Kent’s resignation also points to the lasting impact of a comment by Secretary of State Marco Rubio this month that the US preemptively went to war because it believed Israel was about to attack and Iran would respond by attacking American forces. Trump denied he was rushed into war and insists he was more gung-ho than Israeli Prime Minister Benjamin Netanyahu.

While polls show many Republican voters retain faith in Trump, signs of base dissent are important because the war is already unpopular with a majority of voters. And many past American wars have been undermined by the country turning against them.

More imprecise war messaging

In this handout released by the US Navy, a sailor signals the launch of an F/A-18E Super Hornet aircraft, attached to Strike Fighter Squadron 37, aboard the USS Gerald R. Ford (CVN 78), while operating in support of Operation Epic Fury on March 2, 2026, in the Eastern Mediterranean Sea.

Trump on Tuesday gave critics more grounds to question his justification for the war, his unwillingness to say when it might end and the inconsistency of his positions.

Days after demanding US allies send ships to help open the Strait of Hormuz, he insisted he’d never wanted them. “I didn’t do a full-court press because I think if I did, they probably would be, but we don’t need help,” he said.

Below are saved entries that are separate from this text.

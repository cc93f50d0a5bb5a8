//! Day 19: Aplenty

use std::collections::HashMap;
use std::ops::Range;

use anyhow::{anyhow, bail, Context};
use aoc_solver::{AocParser, ParseError, PartSolver, SolveError};
use aoc_solver_macros::AocSolver;
use regex::Regex;
use tracing::debug;

#[derive(AocSolver)]
#[aoc_solver(max_parts = 2)]
pub struct Solver;

const START: &str = "in";

/// Ratings for `x`, `m`, `a`, `s`, in that order
type Part = [u64; 4];

fn category(name: &str) -> anyhow::Result<usize> {
    "xmas"
        .find(name)
        .filter(|_| name.len() == 1)
        .ok_or_else(|| anyhow!("unknown category {name:?}"))
}

#[derive(Debug, Clone, Copy, PartialEq, Eq)]
enum Target<'a> {
    Accept,
    Reject,
    Workflow(&'a str),
}

impl<'a> From<&'a str> for Target<'a> {
    fn from(name: &'a str) -> Self {
        match name {
            "A" => Target::Accept,
            "R" => Target::Reject,
            other => Target::Workflow(other),
        }
    }
}

#[derive(Debug)]
struct Condition {
    category: usize,
    less_than: bool,
    value: u64,
}

impl Condition {
    fn matches(&self, part: &Part) -> bool {
        let rating = part[self.category];
        if self.less_than {
            rating < self.value
        } else {
            rating > self.value
        }
    }

    /// Split `range` into the part that matches and the part that doesn't.
    fn split(&self, range: &Range<u64>) -> (Range<u64>, Range<u64>) {
        let clamp = |v: u64| v.clamp(range.start, range.end);
        if self.less_than {
            let cut = clamp(self.value);
            (range.start..cut, cut..range.end)
        } else {
            let cut = clamp(self.value + 1);
            (cut..range.end, range.start..cut)
        }
    }
}

#[derive(Debug)]
struct Rule<'a> {
    /// `None` for the final, unconditional rule
    condition: Option<Condition>,
    target: Target<'a>,
}

#[derive(Debug)]
pub struct System<'a> {
    workflows: HashMap<&'a str, Vec<Rule<'a>>>,
    parts: Vec<Part>,
}

impl<'a> System<'a> {
    fn rules(&self, name: &str) -> Result<&[Rule<'a>], SolveError> {
        self.workflows
            .get(name)
            .map(Vec::as_slice)
            .ok_or_else(|| SolveError::NoSolution(format!("no workflow named {name:?}")))
    }

    fn accepts(&self, part: &Part) -> Result<bool, SolveError> {
        let mut name = START;
        // a workflow chain longer than the number of workflows loops
        for _ in 0..=self.workflows.len() {
            let rules = self.rules(name)?;
            let target = rules
                .iter()
                .find(|r| r.condition.as_ref().is_none_or(|c| c.matches(part)))
                .map(|r| r.target)
                .unwrap_or(Target::Reject);
            match target {
                Target::Accept => return Ok(true),
                Target::Reject => return Ok(false),
                Target::Workflow(next) => name = next,
            }
        }
        Err(SolveError::NoSolution("workflows loop".to_string()))
    }

    /// Number of rating combinations within `ranges` that `target` accepts.
    fn accepted_combinations(
        &self,
        target: Target<'a>,
        mut ranges: [Range<u64>; 4],
        depth: usize,
    ) -> Result<u64, SolveError> {
        if ranges.iter().any(|r| r.is_empty()) {
            return Ok(0);
        }
        let name = match target {
            Target::Accept => return Ok(ranges.iter().map(|r| r.end - r.start).product()),
            Target::Reject => return Ok(0),
            Target::Workflow(name) => name,
        };
        if depth > self.workflows.len() {
            return Err(SolveError::NoSolution("workflows loop".to_string()));
        }

        let mut total = 0;
        for rule in self.rules(name)? {
            match &rule.condition {
                None => {
                    return Ok(total + self.accepted_combinations(rule.target, ranges, depth + 1)?);
                }
                Some(condition) => {
                    let (matched, rest) = condition.split(&ranges[condition.category]);
                    let mut branch = ranges.clone();
                    branch[condition.category] = matched;
                    total += self.accepted_combinations(rule.target, branch, depth + 1)?;
                    ranges[condition.category] = rest;
                }
            }
        }
        Ok(total)
    }
}

fn parse_system<'a>(input: &'a str) -> anyhow::Result<System<'a>> {
    let workflow_re = Regex::new(r"^(\w+)\{(.*)\}$")?;
    let rule_re = Regex::new(r"^([xmas])([<>])(\d+):(\w+)$")?;
    let part_re = Regex::new(r"^\{x=(\d+),m=(\d+),a=(\d+),s=(\d+)\}$")?;

    let mut workflows = HashMap::new();
    let mut parts = Vec::new();
    for (i, line) in input.lines().enumerate() {
        let line = line.trim();
        if line.is_empty() {
            continue;
        }
        let context = || format!("line {}", i + 1);

        if let Some(caps) = part_re.captures(line) {
            let mut part = [0; 4];
            for (slot, rating) in part.iter_mut().zip(caps.iter().skip(1).flatten()) {
                *slot = rating.as_str().parse().with_context(context)?;
            }
            parts.push(part);
            continue;
        }

        let (_, [name, body]) = workflow_re
            .captures(line)
            .map(|c| c.extract())
            .ok_or_else(|| anyhow!("unrecognised line {line:?}"))
            .with_context(context)?;
        let rules = body
            .split(',')
            .map(|rule| -> anyhow::Result<Rule<'a>> {
                let Some(caps) = rule_re.captures(rule) else {
                    return Ok(Rule {
                        condition: None,
                        target: Target::from(rule),
                    });
                };
                let (_, [cat, op, value, target]) = caps.extract();
                Ok(Rule {
                    condition: Some(Condition {
                        category: category(cat)?,
                        less_than: op == "<",
                        value: value.parse()?,
                    }),
                    target: Target::from(target),
                })
            })
            .collect::<anyhow::Result<Vec<_>>>()
            .with_context(context)?;
        if workflows.insert(name, rules).is_some() {
            bail!("workflow {name:?} defined twice");
        }
    }

    if !workflows.contains_key(START) {
        bail!("no '{START}' workflow");
    }
    Ok(System { workflows, parts })
}

impl AocParser for Solver {
    type SharedData<'a> = System<'a>;

    fn parse<'a>(input: &'a str) -> Result<Self::SharedData<'a>, ParseError> {
        parse_system(input).map_err(|e| ParseError::InvalidFormat(format!("{e:#}")))
    }
}

impl PartSolver<1> for Solver {
    fn solve(shared: &mut Self::SharedData<'_>) -> Result<String, SolveError> {
        let mut sum = 0;
        for part in &shared.parts {
            if shared.accepts(part)? {
                sum += part.iter().sum::<u64>();
            }
        }
        Ok(sum.to_string())
    }
}

impl PartSolver<2> for Solver {
    fn solve(shared: &mut Self::SharedData<'_>) -> Result<String, SolveError> {
        let full = 1..4001;
        let count = shared.accepted_combinations(
            Target::Workflow(START),
            [full.clone(), full.clone(), full.clone(), full],
            0,
        )?;
        debug!(count, "accepted combinations");
        Ok(count.to_string())
    }
}

#[cfg(test)]
mod tests {
    use super::*;
    use aoc_solver::Solver as _;

    const SAMPLE: &str = "\
px{a<2006:qkq,m>2090:A,rfg}
pv{a>1716:R,A}
lnx{m>1548:A,A}
rfg{s<537:gd,x>2440:R,A}
qs{s>3448:A,lnx}
qkq{x<1416:A,crn}
crn{x>2662:A,R}
in{s<1351:px,qqz}
qqz{s>2770:qs,m<1801:hdj,R}
gd{a>3333:R,R}
hdj{m>838:A,pv}

{x=787,m=2655,a=1222,s=2876}
{x=1679,m=44,a=2067,s=496}
{x=2036,m=264,a=79,s=2244}
{x=2461,m=1339,a=466,s=291}
{x=2127,m=1623,a=2188,s=1013}
";

    #[test]
    fn sample() {
        let mut shared = Solver::parse(SAMPLE).unwrap();
        assert_eq!(shared.workflows.len(), 11);
        assert_eq!(shared.parts.len(), 5);
        assert_eq!(Solver::solve_part(&mut shared, 1).unwrap(), "19114");
        assert_eq!(Solver::solve_part(&mut shared, 2).unwrap(), "167409079868000");
    }

    #[test]
    fn condition_split() {
        let less = Condition {
            category: 0,
            less_than: true,
            value: 10,
        };
        assert_eq!(less.split(&(1..20)), (1..10, 10..20));
        let greater = Condition {
            category: 0,
            less_than: false,
            value: 10,
        };
        assert_eq!(greater.split(&(1..20)), (11..20, 1..11));
        assert_eq!(greater.split(&(1..5)), (5..5, 1..5));
    }

    #[test]
    fn missing_start_workflow() {
        assert!(Solver::parse("ab{A}\n\n{x=1,m=1,a=1,s=1}").is_err());
    }
}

Asked whether he was worried that Iran could become another Vietnam War-style debacle if he puts troops on the ground, Trump replied “No, I’m not afraid … I’m really not afraid of anything.”

Another reporter asked Trump if he had a plan for the day after military action ends. “We have a lot,” he said, although he’s never specified any. “If we left right now, it would take 10 years for them to rebuild. But we’re not ready to leave yet, but we’ll be leaving in the near future.”

Trump has offered sometimes contradictory reasons for waging war. He’s suggested Iran was an imminent threat to the US without offering evidence. He implied he was after regime change when he launched the assault, but has since played down the possibility of a popular revolt in Iran.

On Monday, the president fueled new concerns that he was not fully convinced in his own mind why he went to war. He denied his rationale was over oil, but added the following elliptical comment. “We don’t need it, but we did it. It’s almost — you could say we did it out of habit, which is not a good thing to do. But we did it because we have some good allies there.”

Trump has created further confusion by repeatedly claiming the war is already won, while simultaneously arguing that it’s too soon to bring American troops home. He’s said he will know when it’s time in his “bones.”

His trust in his own almost mystical intuition has carried him through no end of personal, business and political scrapes. But it represents another risky bet as consequential and potentially painful moments loom in the war.